**EXERCISE:**
The data should be printed in full, character for character.

**RECORDS PROVIDED:**
————
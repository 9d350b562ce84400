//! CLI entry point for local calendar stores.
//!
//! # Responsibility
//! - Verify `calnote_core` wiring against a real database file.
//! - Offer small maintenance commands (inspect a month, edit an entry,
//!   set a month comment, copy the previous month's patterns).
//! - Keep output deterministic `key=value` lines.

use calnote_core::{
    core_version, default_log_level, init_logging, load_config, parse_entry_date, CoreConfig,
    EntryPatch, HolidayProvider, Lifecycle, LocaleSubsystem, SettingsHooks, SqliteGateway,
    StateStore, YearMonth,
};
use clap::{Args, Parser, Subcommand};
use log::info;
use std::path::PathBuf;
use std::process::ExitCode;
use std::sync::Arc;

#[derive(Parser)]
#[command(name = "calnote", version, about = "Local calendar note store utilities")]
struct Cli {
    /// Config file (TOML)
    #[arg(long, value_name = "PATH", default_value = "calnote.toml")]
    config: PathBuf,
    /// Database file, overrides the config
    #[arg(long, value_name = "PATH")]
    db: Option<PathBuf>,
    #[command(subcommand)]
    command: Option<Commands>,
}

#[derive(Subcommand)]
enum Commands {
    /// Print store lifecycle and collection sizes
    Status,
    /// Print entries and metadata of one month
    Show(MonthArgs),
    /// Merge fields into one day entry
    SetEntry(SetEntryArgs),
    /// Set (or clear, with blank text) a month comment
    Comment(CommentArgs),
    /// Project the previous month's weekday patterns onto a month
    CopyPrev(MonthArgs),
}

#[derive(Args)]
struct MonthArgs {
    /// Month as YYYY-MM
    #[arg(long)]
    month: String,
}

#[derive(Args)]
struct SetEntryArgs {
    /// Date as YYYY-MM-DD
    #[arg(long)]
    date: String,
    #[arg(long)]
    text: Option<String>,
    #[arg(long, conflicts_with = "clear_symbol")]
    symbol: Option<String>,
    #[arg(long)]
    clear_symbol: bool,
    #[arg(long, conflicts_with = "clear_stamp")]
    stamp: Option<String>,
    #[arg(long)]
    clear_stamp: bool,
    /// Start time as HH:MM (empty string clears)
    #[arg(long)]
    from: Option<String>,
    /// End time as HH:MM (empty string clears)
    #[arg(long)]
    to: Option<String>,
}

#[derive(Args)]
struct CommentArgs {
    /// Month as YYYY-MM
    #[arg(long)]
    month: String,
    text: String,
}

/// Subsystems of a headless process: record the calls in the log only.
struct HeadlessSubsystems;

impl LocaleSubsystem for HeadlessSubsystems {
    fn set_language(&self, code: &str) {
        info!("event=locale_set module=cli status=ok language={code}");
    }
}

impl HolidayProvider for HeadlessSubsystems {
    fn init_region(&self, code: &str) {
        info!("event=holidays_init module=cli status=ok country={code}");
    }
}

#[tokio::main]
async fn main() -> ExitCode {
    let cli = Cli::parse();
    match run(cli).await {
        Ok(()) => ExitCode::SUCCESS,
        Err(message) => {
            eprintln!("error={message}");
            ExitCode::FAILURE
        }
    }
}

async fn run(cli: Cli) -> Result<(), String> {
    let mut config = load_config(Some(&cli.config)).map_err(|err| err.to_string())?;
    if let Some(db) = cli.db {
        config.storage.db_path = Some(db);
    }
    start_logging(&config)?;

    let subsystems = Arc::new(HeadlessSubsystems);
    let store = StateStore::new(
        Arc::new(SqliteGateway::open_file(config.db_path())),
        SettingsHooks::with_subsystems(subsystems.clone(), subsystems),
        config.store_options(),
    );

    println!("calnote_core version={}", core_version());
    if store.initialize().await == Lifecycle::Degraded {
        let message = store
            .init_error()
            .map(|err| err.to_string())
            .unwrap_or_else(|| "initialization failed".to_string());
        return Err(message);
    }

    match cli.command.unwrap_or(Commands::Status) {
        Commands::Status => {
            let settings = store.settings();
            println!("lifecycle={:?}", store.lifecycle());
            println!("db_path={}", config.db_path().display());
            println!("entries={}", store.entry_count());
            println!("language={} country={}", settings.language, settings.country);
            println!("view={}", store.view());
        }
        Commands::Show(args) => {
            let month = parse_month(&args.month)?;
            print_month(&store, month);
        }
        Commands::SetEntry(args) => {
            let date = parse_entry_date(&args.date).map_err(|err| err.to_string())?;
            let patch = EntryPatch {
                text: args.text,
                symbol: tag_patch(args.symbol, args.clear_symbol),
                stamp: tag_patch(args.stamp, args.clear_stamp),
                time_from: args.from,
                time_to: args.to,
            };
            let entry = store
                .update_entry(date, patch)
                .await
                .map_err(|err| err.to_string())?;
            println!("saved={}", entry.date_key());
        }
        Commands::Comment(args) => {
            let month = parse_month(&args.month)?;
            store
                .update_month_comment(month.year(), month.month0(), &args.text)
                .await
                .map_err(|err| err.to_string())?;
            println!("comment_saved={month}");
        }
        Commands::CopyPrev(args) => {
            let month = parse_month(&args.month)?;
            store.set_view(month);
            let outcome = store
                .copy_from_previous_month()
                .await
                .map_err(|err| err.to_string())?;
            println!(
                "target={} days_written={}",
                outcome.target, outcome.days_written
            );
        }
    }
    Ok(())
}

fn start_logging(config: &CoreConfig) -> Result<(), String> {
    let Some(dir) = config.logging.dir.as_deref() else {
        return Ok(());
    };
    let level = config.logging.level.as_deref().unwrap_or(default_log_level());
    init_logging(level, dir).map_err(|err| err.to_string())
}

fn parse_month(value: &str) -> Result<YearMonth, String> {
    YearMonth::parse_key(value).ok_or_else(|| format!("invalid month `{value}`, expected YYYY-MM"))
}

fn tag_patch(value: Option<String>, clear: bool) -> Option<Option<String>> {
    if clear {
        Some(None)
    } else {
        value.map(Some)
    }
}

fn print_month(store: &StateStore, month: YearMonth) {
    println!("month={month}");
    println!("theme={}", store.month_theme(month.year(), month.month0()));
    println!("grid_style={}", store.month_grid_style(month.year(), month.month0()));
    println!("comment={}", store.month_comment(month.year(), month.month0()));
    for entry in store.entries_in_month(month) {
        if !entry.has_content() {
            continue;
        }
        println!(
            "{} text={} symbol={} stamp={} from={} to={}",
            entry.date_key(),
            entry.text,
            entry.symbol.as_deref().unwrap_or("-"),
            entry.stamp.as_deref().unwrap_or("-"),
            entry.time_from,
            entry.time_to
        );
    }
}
————
**FINISHED EXERCISE:**
repository 9d350b562ce84400
//! CLI entry point for local calendar stores.
//!
//! # Responsibility
//! - Verify `calnote_core` wiring against a real database file.
//! - Offer small maintenance commands (inspect a month, edit an entry,
//!   set a month comment, copy the previous month's patterns).
//! - Keep output deterministic `key=value` lines.

use calnote_core::{
    core_version, default_log_level, init_logging, load_config, parse_entry_date, CoreConfig,
    EntryPatch, HolidayProvider, Lifecycle, LocaleSubsystem, SettingsHooks, SqliteGateway,
    StateStore, YearMonth,
};
use clap::{Args, Parser, Subcommand};
use log::info;
use std::path::PathBuf;
use std::process::ExitCode;
use std::sync::Arc;

#[derive(Parser)]
#[command(name = "calnote", version, about = "Local calendar note store utilities")]
struct Cli {
    /// Config file (TOML)
    #[arg(long, value_name = "PATH", default_value = "calnote.toml")]
    config: PathBuf,
    /// Database file, overrides the config
    #[arg(long, value_name = "PATH")]
    db: Option<PathBuf>,
    #[command(subcommand)]
    command: Option<Commands>,
}

#[derive(Subcommand)]
enum Commands {
    /// Print store lifecycle and collection sizes
    Status,
    /// Print entries and metadata of one month
    Show(MonthArgs),
    /// Merge fields into one day entry
    SetEntry(SetEntryArgs),
    /// Set (or clear, with blank text) a month comment
    Comment(CommentArgs),
    /// Project the previous month's weekday patterns onto a month
    CopyPrev(MonthArgs),
}

#[derive(Args)]
struct MonthArgs {
    /// Month as YYYY-MM
    #[arg(long)]
    month: String,
}

#[derive(Args)]
struct SetEntryArgs {
    /// Date as YYYY-MM-DD
    #[arg(long)]
    date: String,
    #[arg(long)]
    text: Option<String>,
    #[arg(long, conflicts_with = "clear_symbol")]
    symbol: Option<String>,
    #[arg(long)]
    clear_symbol: bool,
    #[arg(long, conflicts_with = "clear_stamp")]
    stamp: Option<String>,
    #[arg(long)]
    clear_stamp: bool,
    /// Start time as HH:MM (empty string clears)
    #[arg(long)]
    from: Option<String>,
    /// End time as HH:MM (empty string clears)
    #[arg(long)]
    to: Option<String>,
}

#[derive(Args)]
struct CommentArgs {
    /// Month as YYYY-MM
    #[arg(long)]
    month: String,
    text: String,
}

/// Subsystems of a headless process: record the calls in the log only.
struct HeadlessSubsystems;

impl LocaleSubsystem for HeadlessSubsystems {
    fn set_language(&self, code: &str) {
        info!("event=locale_set module=cli status=ok language={code}");
    }
}

impl HolidayProvider for HeadlessSubsystems {
    fn init_region(&self, code: &str) {
        info!("event=holidays_init module=cli status=ok country={code}");
    }
}

#[tokio::main]
async fn main() -> ExitCode {
    let cli = Cli::parse();
    match run(cli).await {
        Ok(()) => ExitCode::SUCCESS,
        Err(message) => {
            eprintln!("error={message}");
            ExitCode::FAILURE
        }
    }
}

async fn run(cli: Cli) -> Result<(), String> {
    let mut config = load_config(Some(&cli.config)).map_err(|err| err.to_string())?;
    if let Some(db) = cli.db {
        config.storage.db_path = Some(db);
    }
    start_logging(&config)?;

    let subsystems = Arc::new(HeadlessSubsystems);
    let store = StateStore::new(
        Arc::new(SqliteGateway::open_file(config.db_path())),
        SettingsHooks::with_subsystems(subsystems.clone(), subsystems),
        config.store_options(),
    );

    println!("calnote_core version={}", core_version());
    if store.initialize().await == Lifecycle::Degraded {
        let message = store
            .init_error()
            .map(|err| err.to_string())
            .unwrap_or_else(|| "initialization failed".to_string());
        return Err(message);
    }

    match cli.command.unwrap_or(Commands::Status) {
        Commands::Status => {
            let settings = store.settings();
            println!("lifecycle={:?}", store.lifecycle());
            println!("db_path={}", config.db_path().display());
            println!("entries={}", store.entry_count());
            println!("language={} country={}", settings.language, settings.country);
            println!("view={}", store.view());
        }
        Commands::Show(args) => {
            let month = parse_month(&args.month)?;
            print_month(&store, month);
        }
        Commands::SetEntry(args) => {
            let date = parse_entry_date(&args.date).map_err(|err| err.to_string())?;
            let patch = EntryPatch {
                text: args.text,
                symbol: tag_patch(args.symbol, args.clear_symbol),
                stamp: tag_patch(args.stamp, args.clear_stamp),
                time_from: args.from,
                time_to: args.to,
            };
            let entry = store
                .update_entry(date, patch)
                .await
                .map_err(|err| err.to_string())?;
            println!("saved={}", entry.date_key());
        }
        Commands::Comment(args) => {
            let month = parse_month(&args.month)?;
            store
                .update_month_comment(month.year(), month.month0(), &args.text)
                .await
                .map_err(|err| err.to_string())?;
            println!("comment_saved={month}");
        }
        Commands::CopyPrev(args) => {
            let month = parse_month(&args.month)?;
            store.set_view(month);
            let outcome = store
                .copy_from_previous_month()
                .await
                .map_err(|err| err.to_string())?;
            println!(
                "target={} days_written={}",
                outcome.target, outcome.days_written
            );
        }
    }
    Ok(())
}

fn start_logging(config: &CoreConfig) -> Result<(), String> {
    let Some(dir) = config.logging.dir.as_deref() else {
        return Ok(());
    };
    let level = config.logging.level.as_deref().unwrap_or(default_log_level());
    init_logging(level, dir).map_err(|err| err.to_string())
}

fn parse_month(value: &str) -> Result<YearMonth, String> {
    YearMonth::parse_key(value).ok_or_else(|| format!("invalid month `{value}`, expected YYYY-MM"))
}

fn tag_patch(value: Option<String>, clear: bool) -> Option<Option<String>> {
    if clear {
        Some(None)
    } else {
        value.map(Some)
    }
}

fn print_month(store: &StateStore, month: YearMonth) {
    println!("month={month}");
    println!("theme={}", store.month_theme(month.year(), month.month0()));
    println!("grid_style={}", store.month_grid_style(month.year(), month.month0()));
    println!("comment={}", store.month_comment(month.year(), month.month0()));
    for entry in store.entries_in_month(month) {
        if !entry.has_content() {
            continue;
        }
        println!(
            "{} text={} symbol={} stamp={} from={} to={}",
            entry.date_key(),
            entry.text,
            entry.symbol.as_deref().unwrap_or("-"),
            entry.stamp.as_deref().unwrap_or("-"),
            entry.time_from,
            entry.time_to
        );
    }
}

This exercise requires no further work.